May is National Mental Health Awareness month. As part of its mission to educate the public about mental illness, and particularly bipolar disorder, International Bipolar Foundation (IBPF) launched an essay contest open to all high school students in San Diego and Imperial counties. The topic of the essay was Changing the Future of Stigma; Bipolar Disorder in 2020. The winner would win season tickets to Cricket Amphitheater and read his/her essay at a mental health event featuring Margaret Trudeau, the wife of the former Prime Minister to Canada.
Carmel Valley resident James Stafford, a senior at Canyon Crest Academy, wrote the winning essay and read it on stage to a crowd of over 350 people.
James has a 4.1 GPA, is an AP Scholar with Distinction and a four-year starting varsity soccer player and three-year starting baseball player. He will be attending Whittier College in the fall and majoring in chemistry. If being athletically and academically gifted isn’t enough, he also plays the trumpet, clarinet and guitar.
Prior to writing the essay, James says he thought he knew everything about the disease. He was surprised to learn that there was a lot he didn’t know. To read James’ winning essay
The mission of the International Bipolar Foundation is to eliminate bipolar disorder through the advancement of research; to promote care and support services; and to erase associated stigma through public education. If you would like more information, please visit our web site at www.InternationalBipolarFoundation.org or contact Program Manager Ashley Reitzin: email@example.com.

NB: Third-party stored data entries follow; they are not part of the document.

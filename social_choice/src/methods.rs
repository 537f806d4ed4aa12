use log::info;
use rand::Rng;
use std::fmt::Display;
use std::str::FromStr;

use crate::cardinal;
use crate::condorcet;
use crate::config::*;
use crate::elimination;
use crate::positional;
use crate::stochastic;

/// Every method of the library, addressable by name.
#[derive(Eq, PartialEq, Debug, Clone, Copy, Hash)]
pub enum Method {
    Plurality,
    AntiPlurality,
    BordaCount,
    Dowdall,
    Veto,
    FiveThreeOne,
    TwoRoundRunoff,
    InstantRunoff,
    Coombs,
    Bucklin,
    Baldwin,
    Nanson,
    Minimax,
    Copeland,
    BlackRule,
    SmithIrv,
    RankedPairs,
    SchulzeMethod,
    KemenyYoung,
    Dodgson,
    Young,
    RandomDictatorship,
    Approval,
    Score,
    Star,
    MajorityJudgment,
    ThreeTwoOne,
    MaxUtility,
}

impl Method {
    pub const ALL: [Method; 28] = [
        Method::Plurality,
        Method::AntiPlurality,
        Method::BordaCount,
        Method::Dowdall,
        Method::Veto,
        Method::FiveThreeOne,
        Method::TwoRoundRunoff,
        Method::InstantRunoff,
        Method::Coombs,
        Method::Bucklin,
        Method::Baldwin,
        Method::Nanson,
        Method::Minimax,
        Method::Copeland,
        Method::BlackRule,
        Method::SmithIrv,
        Method::RankedPairs,
        Method::SchulzeMethod,
        Method::KemenyYoung,
        Method::Dodgson,
        Method::Young,
        Method::RandomDictatorship,
        Method::Approval,
        Method::Score,
        Method::Star,
        Method::MajorityJudgment,
        Method::ThreeTwoOne,
        Method::MaxUtility,
    ];

    pub fn name(&self) -> &'static str {
        match self {
            Method::Plurality => "plurality",
            Method::AntiPlurality => "anti_plurality",
            Method::BordaCount => "borda_count",
            Method::Dowdall => "dowdall",
            Method::Veto => "veto",
            Method::FiveThreeOne => "five_three_one",
            Method::TwoRoundRunoff => "two_round_runoff",
            Method::InstantRunoff => "instant_runoff",
            Method::Coombs => "coombs",
            Method::Bucklin => "bucklin",
            Method::Baldwin => "baldwin",
            Method::Nanson => "nanson",
            Method::Minimax => "minimax",
            Method::Copeland => "copeland",
            Method::BlackRule => "black_rule",
            Method::SmithIrv => "smith_irv",
            Method::RankedPairs => "ranked_pairs",
            Method::SchulzeMethod => "schulze_method",
            Method::KemenyYoung => "kemeny_young",
            Method::Dodgson => "dodgson",
            Method::Young => "young",
            Method::RandomDictatorship => "random_dictatorship",
            Method::Approval => "approval",
            Method::Score => "score",
            Method::Star => "star",
            Method::MajorityJudgment => "majority_judgment",
            Method::ThreeTwoOne => "three_two_one",
            Method::MaxUtility => "max_utility",
        }
    }

    /// The ballots this method reads.
    pub fn ballot_kind(&self) -> BallotKind {
        match self {
            Method::Approval => BallotKind::Approval,
            Method::Score | Method::Star => BallotKind::Scored,
            Method::MajorityJudgment | Method::ThreeTwoOne => BallotKind::Graded,
            Method::MaxUtility => BallotKind::Utility,
            _ => BallotKind::Ranked,
        }
    }

    /// True for the methods that take [`VoteRules`] into account.
    pub fn uses_rules(&self) -> bool {
        matches!(
            self,
            Method::InstantRunoff
                | Method::Coombs
                | Method::Baldwin
                | Method::Nanson
                | Method::SmithIrv
        )
    }
}

impl Display for Method {
    fn fmt(&self, f: &mut std::fmt::Formatter<'_>) -> std::fmt::Result {
        write!(f, "{}", self.name())
    }
}

impl FromStr for Method {
    type Err = VotingErrors;

    /// Accepts the method names, in any case, with `-` or `_` as separator.
    /// `approval_voting`, `score_voting`, `star_voting` and
    /// `three_two_one_voting` are accepted too.
    fn from_str(s: &str) -> Result<Self, Self::Err> {
        let norm = s.trim().to_lowercase().replace('-', "_");
        let norm = norm
            .strip_suffix("_voting")
            .filter(|base| matches!(*base, "approval" | "score" | "star" | "three_two_one"))
            .unwrap_or(&norm);
        Method::ALL
            .iter()
            .find(|m| m.name() == norm)
            .cloned()
            .ok_or_else(|| VotingErrors::UnknownMethod(s.to_string()))
    }
}

/// A collection of ballots, tagged by kind.
#[derive(PartialEq, Debug, Clone)]
pub enum Ballots {
    Ranked(Vec<Vote>),
    Approval(Vec<ApprovalBallot>),
    Scored(Vec<ScoreBallot>),
    Graded(Vec<GradedBallot>),
    Utility(Vec<UtilityBallot>),
}

impl Ballots {
    /// Ranked ballots, each cast once.
    pub fn ranked(ballots: Vec<Ballot>) -> Ballots {
        Ballots::Ranked(ballots.into_iter().map(|b| Vote::new(b, 1)).collect())
    }

    pub fn kind(&self) -> BallotKind {
        match self {
            Ballots::Ranked(_) => BallotKind::Ranked,
            Ballots::Approval(_) => BallotKind::Approval,
            Ballots::Scored(_) => BallotKind::Scored,
            Ballots::Graded(_) => BallotKind::Graded,
            Ballots::Utility(_) => BallotKind::Utility,
        }
    }

    pub fn len(&self) -> usize {
        match self {
            Ballots::Ranked(v) => v.len(),
            Ballots::Approval(v) => v.len(),
            Ballots::Scored(v) => v.len(),
            Ballots::Graded(v) => v.len(),
            Ballots::Utility(v) => v.len(),
        }
    }

    pub fn is_empty(&self) -> bool {
        self.len() == 0
    }
}

/// Runs the method over the ballots.
///
/// The rules only affect the elimination-round methods. `rng` is only drawn
/// from by random dictatorship.
///
/// Fails if the ballots are not of the kind the method reads.
pub fn resolve<R: Rng + ?Sized>(
    method: Method,
    candidates: &[Candidate],
    ballots: &Ballots,
    rules: &VoteRules,
    rng: &mut R,
) -> Result<Results, VotingErrors> {
    info!(
        "resolve: method {} with {} candidates and {} {} ballots",
        method,
        candidates.len(),
        ballots.len(),
        ballots.kind()
    );
    let res = match (method, ballots) {
        (Method::Plurality, Ballots::Ranked(b)) => positional::plurality(candidates, b),
        (Method::AntiPlurality, Ballots::Ranked(b)) => positional::anti_plurality(candidates, b),
        (Method::BordaCount, Ballots::Ranked(b)) => positional::borda_count(candidates, b),
        (Method::Dowdall, Ballots::Ranked(b)) => positional::dowdall(candidates, b),
        (Method::Veto, Ballots::Ranked(b)) => positional::veto(candidates, b),
        (Method::FiveThreeOne, Ballots::Ranked(b)) => positional::five_three_one(candidates, b),
        (Method::TwoRoundRunoff, Ballots::Ranked(b)) => {
            elimination::two_round_runoff(candidates, b)
        }
        (Method::InstantRunoff, Ballots::Ranked(b)) => {
            elimination::instant_runoff_with_rules(candidates, b, rules)
        }
        (Method::Coombs, Ballots::Ranked(b)) => {
            elimination::run_elimination(candidates, b, elimination::EliminationKind::Coombs, rules)
        }
        (Method::Bucklin, Ballots::Ranked(b)) => elimination::bucklin(candidates, b),
        (Method::Baldwin, Ballots::Ranked(b)) => elimination::run_elimination(
            candidates,
            b,
            elimination::EliminationKind::Baldwin,
            rules,
        ),
        (Method::Nanson, Ballots::Ranked(b)) => {
            elimination::run_elimination(candidates, b, elimination::EliminationKind::Nanson, rules)
        }
        (Method::Minimax, Ballots::Ranked(b)) => condorcet::minimax(candidates, b),
        (Method::Copeland, Ballots::Ranked(b)) => condorcet::copeland(candidates, b),
        (Method::BlackRule, Ballots::Ranked(b)) => condorcet::black_rule(candidates, b),
        (Method::SmithIrv, Ballots::Ranked(b)) => {
            condorcet::smith_irv_with_rules(candidates, b, rules)
        }
        (Method::RankedPairs, Ballots::Ranked(b)) => condorcet::ranked_pairs(candidates, b),
        (Method::SchulzeMethod, Ballots::Ranked(b)) => condorcet::schulze_method(candidates, b),
        (Method::KemenyYoung, Ballots::Ranked(b)) => condorcet::kemeny_young(candidates, b),
        (Method::Dodgson, Ballots::Ranked(b)) => condorcet::dodgson(candidates, b),
        (Method::Young, Ballots::Ranked(b)) => condorcet::young(candidates, b),
        (Method::RandomDictatorship, Ballots::Ranked(b)) => {
            stochastic::random_dictatorship(candidates, b, rng)
        }
        (Method::Approval, Ballots::Approval(b)) => cardinal::approval(candidates, b),
        (Method::Score, Ballots::Scored(b)) => cardinal::score(candidates, b),
        (Method::Star, Ballots::Scored(b)) => cardinal::star(candidates, b),
        (Method::MajorityJudgment, Ballots::Graded(b)) => {
            cardinal::majority_judgment(candidates, b)
        }
        (Method::ThreeTwoOne, Ballots::Graded(b)) => cardinal::three_two_one(candidates, b),
        (Method::MaxUtility, Ballots::Utility(b)) => stochastic::max_utility(candidates, b),
        (m, b) => {
            return Err(VotingErrors::BallotKindMismatch {
                method: m.name().to_string(),
                expected: m.ballot_kind(),
                found: b.kind(),
            })
        }
    };
    Ok(res)
}

#[cfg(test)]
mod tests {
    use super::*;
    use crate::test_util::*;
    use rand::SeedableRng;
    use rand_chacha::ChaCha20Rng;

    #[test]
    fn names_round_trip() {
        for m in Method::ALL.iter() {
            assert_eq!(Method::from_str(m.name()), Ok(*m));
            assert_eq!(m.to_string(), m.name());
        }
        assert_eq!(Method::from_str("Instant-Runoff"), Ok(Method::InstantRunoff));
        assert_eq!(Method::from_str("approval_voting"), Ok(Method::Approval));
        assert_eq!(Method::from_str("three_two_one_voting"), Ok(Method::ThreeTwoOne));
        assert_eq!(
            Method::from_str("plurality_voting"),
            Err(VotingErrors::UnknownMethod("plurality_voting".to_string()))
        );
        assert!(matches!(
            "condorcet".parse::<Method>(),
            Err(VotingErrors::UnknownMethod(_))
        ));
    }

    #[test]
    fn only_elimination_methods_read_the_rules() {
        let with_rules: Vec<&str> = Method::ALL
            .iter()
            .filter(|m| m.uses_rules())
            .map(|m| m.name())
            .collect();
        assert_eq!(
            with_rules,
            vec!["instant_runoff", "coombs", "baldwin", "nanson", "smith_irv"]
        );
    }

    #[test]
    fn every_ranked_method_resolves_the_condorcet_profile() {
        init_logs();
        let cs = cands(&["A", "B", "C"]);
        let ballots = Ballots::ranked(condorcet_profile());
        let mut rng = ChaCha20Rng::seed_from_u64(3);
        for m in Method::ALL.iter().filter(|m| m.ballot_kind() == BallotKind::Ranked) {
            let res = resolve(*m, &cs, &ballots, &VoteRules::DEFAULT_RULES, &mut rng)
                .unwrap_or_else(|e| panic!("{}: {}", m, e));
            assert!(res.winner.is_some(), "{}", m);
            if *m != Method::RandomDictatorship {
                assert_eq!(res.winner_id(), Some("A"), "{}", m);
            }
        }
    }

    #[test]
    fn dispatch_matches_direct_calls() {
        let cs = cands(&["A", "B", "C"]);
        let ballots = split_profile();
        let mut rng = ChaCha20Rng::seed_from_u64(0);
        let rules = VoteRules::DEFAULT_RULES;
        let tagged = Ballots::ranked(ballots.clone());
        assert_eq!(
            resolve(Method::InstantRunoff, &cs, &tagged, &rules, &mut rng),
            Ok(crate::instant_runoff(&cs, &ballots))
        );
        assert_eq!(
            resolve(Method::Coombs, &cs, &tagged, &rules, &mut rng),
            Ok(crate::coombs(&cs, &ballots))
        );
        assert_eq!(
            resolve(Method::SmithIrv, &cs, &tagged, &rules, &mut rng),
            Ok(crate::smith_irv(&cs, &ballots))
        );
        let r1 = resolve(
            Method::RandomDictatorship,
            &cs,
            &tagged,
            &rules,
            &mut ChaCha20Rng::seed_from_u64(9),
        );
        let r2 = crate::random_dictatorship(&cs, &ballots, &mut ChaCha20Rng::seed_from_u64(9));
        assert_eq!(r1, Ok(r2));
    }

    #[test]
    fn counted_votes_tally_like_repeated_ballots() {
        let cs = cands(&["A", "B", "C"]);
        let counted = Ballots::Ranked(vec![
            Vote::new(vec!["A".to_string(), "B".to_string()], 3),
            Vote::new(vec!["B".to_string(), "C".to_string()], 2),
            Vote::new(vec!["C".to_string(), "B".to_string()], 2),
            Vote::new(vec!["C".to_string()], 0),
        ]);
        let repeated = Ballots::ranked(ranked(&[
            &["A", "B"],
            &["A", "B"],
            &["A", "B"],
            &["B", "C"],
            &["B", "C"],
            &["C", "B"],
            &["C", "B"],
        ]));
        let rules = VoteRules::DEFAULT_RULES;
        for m in Method::ALL.iter().filter(|m| m.ballot_kind() == BallotKind::Ranked) {
            let mut rng = ChaCha20Rng::seed_from_u64(1);
            let r1 = resolve(*m, &cs, &counted, &rules, &mut rng);
            let r2 = resolve(*m, &cs, &repeated, &rules, &mut rng);
            // The draw itself depends on how the ballots are laid out.
            if *m == Method::RandomDictatorship {
                assert_eq!(r1.map(|r| r.rounds), r2.map(|r| r.rounds), "{}", m);
            } else {
                assert_eq!(r1, r2, "{}", m);
            }
        }
    }

    #[test]
    fn wrong_ballot_kind_is_an_error() {
        let cs = cands(&["A"]);
        let mut rng = ChaCha20Rng::seed_from_u64(0);
        let err = resolve(
            Method::Star,
            &cs,
            &Ballots::Ranked(vec![]),
            &VoteRules::DEFAULT_RULES,
            &mut rng,
        );
        assert_eq!(
            err,
            Err(VotingErrors::BallotKindMismatch {
                method: "star".to_string(),
                expected: BallotKind::Scored,
                found: BallotKind::Ranked,
            })
        );
        assert!(resolve(
            Method::Plurality,
            &cs,
            &Ballots::Utility(vec![]),
            &VoteRules::DEFAULT_RULES,
            &mut rng
        )
        .is_err());
    }

    #[test]
    fn empty_ballots_resolve_to_nothing() {
        let mut rng = ChaCha20Rng::seed_from_u64(0);
        let cs = cands(&["A", "B"]);
        for m in Method::ALL.iter() {
            let ballots = match m.ballot_kind() {
                BallotKind::Ranked => Ballots::Ranked(vec![]),
                BallotKind::Approval => Ballots::Approval(vec![]),
                BallotKind::Scored => Ballots::Scored(vec![]),
                BallotKind::Graded => Ballots::Graded(vec![]),
                BallotKind::Utility => Ballots::Utility(vec![]),
            };
            let res = resolve(*m, &cs, &ballots, &VoteRules::DEFAULT_RULES, &mut rng);
            assert_eq!(res, Ok(Results::empty()), "{}", m);
        }
    }
}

Here is James Stafford's winning essay:
“Stigma: a word of Latin origin that is defined as a mark of disgrace or infamy; a stain or reproach, as on one’s reputation. This word that reeks of negativity is commonly related by the public to common diseases and disabilities that occur in society today such as Schizophrenia, mental retardation, Bipolar Disorder, and many others. Though these diseases and disorders are labeled as stigmas now, this can change in the future. The process of releasing something such as Bipolar Disorder from the chains of stigma requires three important steps to take place in society: awareness, understanding, and acceptance.
“If one were to ask a random person on the street how many adults in the U.S. have Bipolar Disorder, they would most likely not have a clue. If they were then told that Bipolar Disorder affects around 2.6 percent of American adults, they would be doubtful, but statistics do not lie. According to the National Institute of Mental Health, approximately 5.7 million American adults have Bipolar Disorder. This staggering number makes the disorder seem much more apparent than previously imagined by the public. By spreading awareness with campaigns of advertisements and essay competitions such as this one, hopefully the average American could realize the impact of Bipolar Disorder and help destroy the stigma that attaches itself because of pre-conceived societal misunderstandings.
“Charlie Sheen recently stated in an interview with ABC News that “Wow, what does [Bipolar Disorder] mean?... I’m Bi-Winning, I win here and I win there.” Though many laugh at this, it leads us to the more serious reality that very little of society truly understands what Bipolar Disorder is. Bipolar Disorder is a mental health problem characterized by moods switching between extreme euphoria and deep depression with intermediary periods of normal mood. Society often associates people who suffer from Bipolar Disorder with being “crazy.” This assumption is incredibly inaccurate and a gross misunderstanding of the disorder. People that are bipolar are normal people that just have extreme mood shifts. The key point is that while they may have a disorder, but they are still human beings. They should not be treated any differently than the rest of society and should definitely not be judged differently as well.
“Understanding leads to acceptance. As the public learns more about Bipolar Disorder, the stigma will eventually fade away. It is hard to change public awareness and even harder to predict the future, but in 2020 the stigma that is attached to Bipolar Disorder should, if not completely, begin to fade away. This will happen because of the increased attempts of non-profit organizations and others to inform the public of the truth about Bipolar Disorder. Before I decided to enter this essay contest, I believed I knew everything about Bipolar Disorder. To my surprise I quickly learned that I did not. I have gained a new understanding of what Bipolar Disorder really is and I will spread my newfound knowledge to as many people as I can to help defeat the stigma.”